La scelta di ripubblicare o meno le vignette, insieme alla valutazione di principio sui limiti di responsabilità della satira, rimbalza in Europa e viene raccolta da Giovanni di Lorenzo, direttore di Die Zeit: «vogliamo documentare e non dividere… Quanto alla domanda se la libertà di espressione si possa spingere o meno fino all’offesa, non si può rispondere in modo teorico. Dire che non pubblicheremo mai nulla che sia blasfemo o offensivo, ci condannerebbe a fare un giornale incolore e conformista. E sarebbe molto peggio che offendere sentimenti o convinzioni etiche».

«È vero, c’è una diversa sensibilità tra americani ed europei davanti alla pubblicazione di vignette satiriche volutamente volgari, offensive, blasfeme – ammette Robert Darnton intervistato dal Corriere -. È il frutto delle diverse storie culturali. Negli Usa, anche se viene difesa un’assoluta libertà d’espressione, non c’è mai stata una tradizione di forte anticlericalismo, mentre il puritanesimo ha limitato le espressioni volgari, l’esibizione di nudità».

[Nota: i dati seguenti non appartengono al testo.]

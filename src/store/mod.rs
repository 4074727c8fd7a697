//! Persistence for entities and grants. Every function takes the connection
//! of the caller's transaction.

pub mod create_grants;
pub mod domain_grants;
pub mod grants;
pub mod identity;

Pierluigi Battista sul Corriere della Sera ricorda che il dibattito non nasce oggi, e già nel 2006, di fronte a vicende tristemente simili, il Premio Nobel José Saramago affermava che «alcuni ritengono che la libertà d’espressione sia un diritto, ma la cruda realtà impone dei limiti», e lo stesso Vauro – noto vignettista satirico italiano – rilevava come «non ci si può indignare se messaggi violenti ottengono e provocano reazioni violente».

A suonare le corde della responsabilità è anche Francesco Bonami che su La Stampa ricorda come «la libertà e la libertà dell’arte è anche quella di poter andare ben oltre i confini della diplomazia e della politica. Ma anche l’arte, la satira e l’umorismo devono ricordarsi che un invisibile confine c’è fra lo scherzo e lo sberleffo fra la risata e il dispetto fine a se stesso che si autocompiace di aver avuto l’ardire di fregarsene della follia e della brutalità umana. L’orrore che proviamo davanti alla tragedia di “Charlie Hebdo” non deve farci dimenticare che civiltà significa anche responsabilità, equilibrio, lucidità e che coraggio e libertà non devono essere confuse con l’arroganza culturale e intellettuale».

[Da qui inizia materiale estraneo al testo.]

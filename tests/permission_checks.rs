use anyhow::Result;

use permgraph::{DomainPermission, Resource, ResourcePermission, SystemPermission};

mod common;
use common::{kind_of, setup, setup_world};

fn view() -> ResourcePermission {
    ResourcePermission::new("view")
}

fn edit() -> ResourcePermission {
    ResourcePermission::new("edit")
}

#[tokio::test]
async fn self_checks_skip_the_query_gate() -> Result<()> {
    let h = setup_world().await?;
    let alice = h.user("alice", "acme").await?;
    let bob = h.user("bob", "acme").await?;
    let doc = h.document("acme").await?;

    let as_alice = h.login(&alice, "alice-pw").await?;
    assert!(!as_alice.has_resource_permissions(&alice, &doc, &[view()]).await?);

    // Another accessor needs *QUERY, *IMPERSONATE or super-user
    let err = as_alice.has_resource_permissions(&bob, &doc, &[view()]).await;
    assert_eq!(kind_of(err), "not_authorized");

    h.system
        .grant_resource_permissions(&alice, &bob, &[ResourcePermission::system(SystemPermission::Query)])
        .await?;
    h.system.grant_resource_permissions(&bob, &doc, &[view()]).await?;
    assert!(as_alice.has_resource_permissions(&bob, &doc, &[view()]).await?);

    // The system resource is super-user of acme, so it may query anyone there
    assert!(h.system.has_resource_permissions(&bob, &doc, &[view()]).await?);
    Ok(())
}

#[tokio::test]
async fn global_grants_reach_every_descendant_domain() -> Result<()> {
    let h = setup_world().await?;
    let alice = h.user("alice", "acme").await?;

    h.system
        .grant_global_resource_permissions(&alice, "DOC", "acme", &[view()])
        .await?;

    let as_alice = h.login(&alice, "alice-pw").await?;
    for domain in ["acme", "eng", "infra"] {
        assert!(
            as_alice.has_global_resource_permissions(&alice, "DOC", domain, &[view()]).await?,
            "view should reach {domain}"
        );
        assert!(!as_alice.has_global_resource_permissions(&alice, "DOC", domain, &[edit()]).await?);
    }
    assert!(!as_alice.has_global_resource_permissions(&alice, "DOC", "globex", &[view()]).await?);

    // Granted at acme, not directly at eng
    assert!(h.system.get_global_resource_permissions(&alice, "DOC", "eng").await?.is_empty());
    let effective = h.system.get_effective_global_resource_permissions(&alice, "DOC", "infra").await?;
    let found = effective.iter().find(|p| p.name() == view().name()).expect("view inherited from acme");
    assert_eq!(found.domain_level(), 2);

    // A document in a descendant domain is covered by the global grant
    let doc = h.document("infra").await?;
    assert!(as_alice.has_resource_permissions(&alice, &doc, &[view()]).await?);
    Ok(())
}

#[tokio::test]
async fn inherit_composes_across_hops() -> Result<()> {
    let h = setup_world().await?;
    let alice = h.user("alice", "acme").await?;
    let bob = h.user("bob", "acme").await?;
    let carol = h.user("carol", "acme").await?;
    let inherit = ResourcePermission::system(SystemPermission::Inherit);

    h.system
        .grant_global_resource_permissions(&alice, "DOC", "eng", &[edit()])
        .await?;
    h.system.grant_resource_permissions(&bob, &alice, &[inherit.clone()]).await?;
    h.system.grant_resource_permissions(&carol, &bob, &[inherit]).await?;

    assert!(h.system.has_global_resource_permissions(&bob, "DOC", "eng", &[edit()]).await?);
    assert!(h.system.has_global_resource_permissions(&carol, "DOC", "infra", &[edit()]).await?);
    assert!(!h.system.has_global_resource_permissions(&carol, "DOC", "acme", &[edit()]).await?);

    let effective = h.system.get_effective_global_resource_permissions(&carol, "DOC", "eng").await?;
    let found = effective.iter().find(|p| p.name() == edit().name()).expect("edit inherited via bob");
    assert_eq!(found.inherit_level(), 2);
    Ok(())
}

#[tokio::test]
async fn super_user_covers_every_permission_below_its_domain() -> Result<()> {
    let h = setup_world().await?;
    let dave = h.user("dave", "acme").await?;
    let erin = h.user("erin", "acme").await?;

    h.system
        .grant_domain_permissions(&dave, "eng", &[DomainPermission::new(SystemPermission::SuperUser)])
        .await?;

    let both = [view(), ResourcePermission::new_with_grant("edit")];
    assert!(h.system.has_global_resource_permissions(&dave, "DOC", "eng", &both).await?);
    assert!(h.system.has_global_resource_permissions(&dave, "DOC", "infra", &both).await?);
    assert!(!h.system.has_global_resource_permissions(&dave, "DOC", "acme", &[view()]).await?);

    // Inherited super-user counts too
    h.system
        .grant_resource_permissions(&erin, &dave, &[ResourcePermission::system(SystemPermission::Inherit)])
        .await?;
    assert!(h.system.has_global_resource_permissions(&erin, "DOC", "infra", &both).await?);

    let domain_permissions = h.system.get_effective_domain_permissions(&erin, "infra").await?;
    assert!(domain_permissions.contains(&DomainPermission::new_with_grant(SystemPermission::CreateChildDomain)));
    Ok(())
}

#[tokio::test]
async fn same_name_with_different_grant_option_is_two_requirements() -> Result<()> {
    let h = setup_world().await?;
    let frank = h.user("frank", "acme").await?;
    let doc = h.document("eng").await?;

    h.system.grant_resource_permissions(&frank, &doc, &[view()]).await?;
    let both = [view(), ResourcePermission::new_with_grant("view")];
    assert!(!h.system.has_resource_permissions(&frank, &doc, &both).await?);

    h.system
        .grant_global_resource_permissions(&frank, "DOC", "acme", &[ResourcePermission::new_with_grant("view")])
        .await?;
    assert!(h.system.has_resource_permissions(&frank, &doc, &both).await?);

    let effective = h.system.get_effective_resource_permissions(&frank, &doc).await?;
    assert!(effective.contains(&view()));
    assert!(effective.contains(&ResourcePermission::new_with_grant("view")));

    let err = h.system.has_resource_permissions(&frank, &doc, &[view(), view()]).await;
    assert_eq!(kind_of(err), "invalid_argument");
    Ok(())
}

#[tokio::test]
async fn names_are_trimmed_before_lookup() -> Result<()> {
    let h = setup_world().await?;
    let alice = h.user("alice", "acme").await?;
    h.system
        .grant_global_resource_permissions(&alice, " DOC\t", "  acme ", &[ResourcePermission::new(" view ")])
        .await?;

    assert!(h.system.has_global_resource_permissions(&alice, "DOC", "acme", &[view()]).await?);
    assert!(
        h.system
            .has_global_resource_permissions(&alice, "\tDOC ", " eng", &[ResourcePermission::new("view\t")])
            .await?
    );
    assert_eq!(h.system.get_domain_descendants(" eng ").await?, vec!["eng".to_string(), "infra".to_string()]);
    Ok(())
}

#[tokio::test]
async fn invalid_references_fail_closed() -> Result<()> {
    let h = setup_world().await?;
    let alice = h.user("alice", "acme").await?;
    let bob = h.user("bob", "acme").await?;
    let doc = h.document("acme").await?;
    let alice_id = alice.id().expect("resolved");

    let unknown_id = h.system.has_resource_permissions(&Resource::new(9_999), &doc, &[view()]).await;
    assert_eq!(kind_of(unknown_id), "invalid_argument");

    let unknown_external = h
        .system
        .has_resource_permissions(&Resource::from_external_id("nobody"), &doc, &[view()])
        .await;
    assert_eq!(kind_of(unknown_external), "invalid_argument");

    let mismatched = h
        .system
        .has_resource_permissions(&Resource::with_external_id(alice_id, "bob"), &doc, &[view()])
        .await;
    assert_eq!(kind_of(mismatched), "invalid_argument");

    let unknown_class = h.system.has_global_resource_permissions(&bob, "NOPE", "acme", &[view()]).await;
    assert_eq!(kind_of(unknown_class), "invalid_argument");

    let unknown_domain = h.system.has_global_resource_permissions(&bob, "DOC", "nowhere", &[view()]).await;
    assert_eq!(kind_of(unknown_domain), "invalid_argument");

    let undefined = h
        .system
        .has_resource_permissions(&bob, &doc, &[ResourcePermission::new("shred")])
        .await;
    assert_eq!(kind_of(undefined), "invalid_argument");

    let wrong_class = h
        .system
        .has_resource_permissions(&bob, &doc, &[ResourcePermission::system(SystemPermission::Impersonate)])
        .await;
    assert_eq!(kind_of(wrong_class), "invalid_argument");

    let blank_class = h.system.has_global_resource_permissions(&bob, "  ", "acme", &[view()]).await;
    assert_eq!(kind_of(blank_class), "precondition");

    let no_ids: Resource = serde_json::from_str(r#"{"id":null,"external_id":null}"#)?;
    let anonymous_reference = h.system.has_global_resource_permissions(&no_ids, "DOC", "acme", &[view()]).await;
    assert!(matches!(
        anonymous_reference,
        Err(ref e) if e.kind() == "invalid_argument" && e.to_string().contains("resource id and/or external id is required")
    ));
    Ok(())
}

#[tokio::test]
async fn empty_requirements() -> Result<()> {
    let h = setup_world().await?;
    h.system.create_resource_class("BARE", true, false).await?;
    h.system.create_domain("bare").await?;
    let sys = Resource::system();
    let impersonate = ResourcePermission::system(SystemPermission::Impersonate);

    // The set form needs at least one permission
    let err = h.system.has_global_resource_permissions(&sys, "BARE", "bare", &[]).await;
    assert!(matches!(err, Err(ref e) if e.to_string().contains("permissions required")));

    // The multi-arg form with an empty tail is a plain single check
    assert!(h.system.has_global_resource_permission(&sys, "BARE", "bare", &impersonate, &[]).await?);

    let err = h
        .system
        .has_global_resource_permission(&sys, "BARE", "bare", &impersonate, &[impersonate.clone()])
        .await;
    assert!(matches!(err, Err(ref e) if e.to_string().contains("duplicate element")));
    Ok(())
}

#[tokio::test]
async fn registering_a_permission_brings_it_under_super_user() -> Result<()> {
    let h = setup().await?;
    let sys = Resource::system();

    h.system.create_domain("D1").await?;
    h.system.create_resource_class("Doc", false, false).await?;
    h.system.create_resource_class("Agent", true, false).await?;
    let agent = h.system.create_resource("Agent", "D1", Some("resource-x"), None).await?;
    h.system
        .grant_domain_permissions(&agent, "D1", &[DomainPermission::new(SystemPermission::SuperUser)])
        .await?;

    let before = h
        .system
        .has_global_resource_permissions(&sys, "Doc", "D1", &[edit()])
        .await;
    assert_eq!(kind_of(before), "invalid_argument");

    h.system.create_resource_permission("Doc", "edit").await?;
    assert!(h.system.has_global_resource_permissions(&sys, "Doc", "D1", &[edit()]).await?);
    assert!(h.system.has_global_resource_permissions(&agent, "Doc", "D1", &[edit()]).await?);
    assert!(h.system.get_global_resource_permissions(&agent, "Doc", "D1").await?.is_empty());
    Ok(())
}

#[tokio::test]
async fn enumerates_resources_by_permission() -> Result<()> {
    let h = setup_world().await?;
    let alice = h.user("alice", "acme").await?;
    let in_eng = h.document("eng").await?;
    let in_globex = h.document("globex").await?;
    let shared = h.document("globex").await?;
    let _unrelated = h.document("globex").await?;

    h.system
        .grant_global_resource_permissions(&alice, "DOC", "eng", &[view()])
        .await?;
    h.system.grant_resource_permissions(&alice, &shared, &[view(), edit()]).await?;
    h.system.grant_resource_permissions(&alice, &in_globex, &[edit()]).await?;

    let viewable = h.system.get_resources_by_resource_permissions(&alice, "DOC", &[view()]).await?;
    assert_eq!(viewable, vec![in_eng.clone(), shared.clone()]);

    let both = h
        .system
        .get_resources_by_resource_permissions(&alice, "DOC", &[view(), edit()])
        .await?;
    assert_eq!(both, vec![shared.clone()]);

    let in_acme = h
        .system
        .get_resources_by_resource_permissions_and_domain(&alice, "DOC", "acme", &[view()])
        .await?;
    assert_eq!(in_acme, vec![in_eng]);
    Ok(())
}

#[tokio::test]
async fn assertions_turn_false_into_not_authorized() -> Result<()> {
    let h = setup_world().await?;
    let alice = h.user("alice", "acme").await?;
    let doc = h.document("eng").await?;

    h.system.grant_resource_permissions(&alice, &doc, &[view()]).await?;
    h.system.assert_resource_permissions(&alice, &doc, &[view()]).await?;
    h.system.assert_resource_permission(&alice, &doc, &view(), &[]).await?;

    let missing = h.system.assert_resource_permission(&alice, &doc, &view(), &[edit()]).await;
    assert_eq!(kind_of(missing), "not_authorized");

    let global = h.system.assert_global_resource_permissions(&alice, "DOC", "eng", &[view()]).await;
    assert_eq!(kind_of(global), "not_authorized");

    let domain = h
        .system
        .assert_domain_permissions(&alice, "eng", &[DomainPermission::new(SystemPermission::SuperUser)])
        .await;
    assert_eq!(kind_of(domain), "not_authorized");
    Ok(())
}

#[tokio::test]
async fn inherit_closure_survives_cycles_in_stored_grants() -> Result<()> {
    let h = setup_world().await?;
    let alice = h.user("alice", "acme").await?;
    let bob = h.user("bob", "acme").await?;
    let doc = h.document("eng").await?;

    // The mutation API refuses cycles, so write one directly
    let user_class: i64 = sqlx::query_scalar("SELECT ResourceClassId FROM ResourceClass WHERE ResourceClassName = 'USER'")
        .fetch_one(&h.pool)
        .await?;
    for (accessor, accessed) in [(&alice, &bob), (&bob, &alice)] {
        sqlx::query(
            "INSERT INTO Grant_ResPerm_Sys \
             (AccessorResourceId, GrantorResourceId, AccessedResourceId, ResourceClassId, SysPermissionId, IsWithGrant) \
             VALUES (?, 0, ?, ?, ?, 0)",
        )
        .bind(accessor.id())
        .bind(accessed.id())
        .bind(user_class)
        .bind(SystemPermission::Inherit.id())
        .execute(&h.pool)
        .await?;
    }

    h.system
        .grant_global_resource_permissions(&alice, "DOC", "eng", &[view()])
        .await?;
    h.system.grant_resource_permissions(&bob, &doc, &[edit()]).await?;

    for accessor in [&alice, &bob] {
        let effective = h.system.get_effective_resource_permissions(accessor, &doc).await?;
        assert!(effective.contains(&view()));
        assert!(effective.contains(&edit()));
        assert_eq!(effective.len(), 2);
    }
    assert!(h.system.has_resource_permissions(&alice, &doc, &[view(), edit()]).await?);
    Ok(())
}

#[tokio::test]
async fn impersonate_does_not_pass_on_permissions() -> Result<()> {
    let h = setup_world().await?;
    let alice = h.user("alice", "acme").await?;
    let bob = h.user("bob", "acme").await?;
    let doc = h.document("acme").await?;

    h.system
        .grant_resource_permissions(&alice, &bob, &[ResourcePermission::system(SystemPermission::Impersonate)])
        .await?;
    h.system.grant_resource_permissions(&bob, &doc, &[view()]).await?;
    h.system
        .grant_global_resource_permissions(&bob, "DOC", "acme", &[edit()])
        .await?;

    assert!(h.system.has_resource_permissions(&bob, &doc, &[view(), edit()]).await?);
    assert!(!h.system.has_resource_permissions(&alice, &doc, &[view()]).await?);
    assert!(!h.system.has_global_resource_permissions(&alice, "DOC", "acme", &[edit()]).await?);
    assert!(h.system.get_effective_resource_permissions(&alice, &doc).await?.is_empty());
    Ok(())
}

Questione di principio, ma anche molto pratica secondo Giuseppe Anzani, che riflette su libertà e limiti: «Sui dogmi della libertà di stampa, occorre dire senza ironie, ma senza ipocrisie. Con il realismo di chi sa che la libertà non abita il mondo degli assoluti, ma si spende per intero nel mondo delle relazioni umane, e ha dunque a che fare anche con il rispetto degli altri, con la giustizia, con la verità. E riguardo alla satira, non è un salvacondotto il far ridere… È il pensiero che segna la libertà… Torniamo dunque alla libertà, e al limite della sua rivendicazione, quando invade e offende la sfera intima che altri uomini hanno cara (e rivendicano libera)».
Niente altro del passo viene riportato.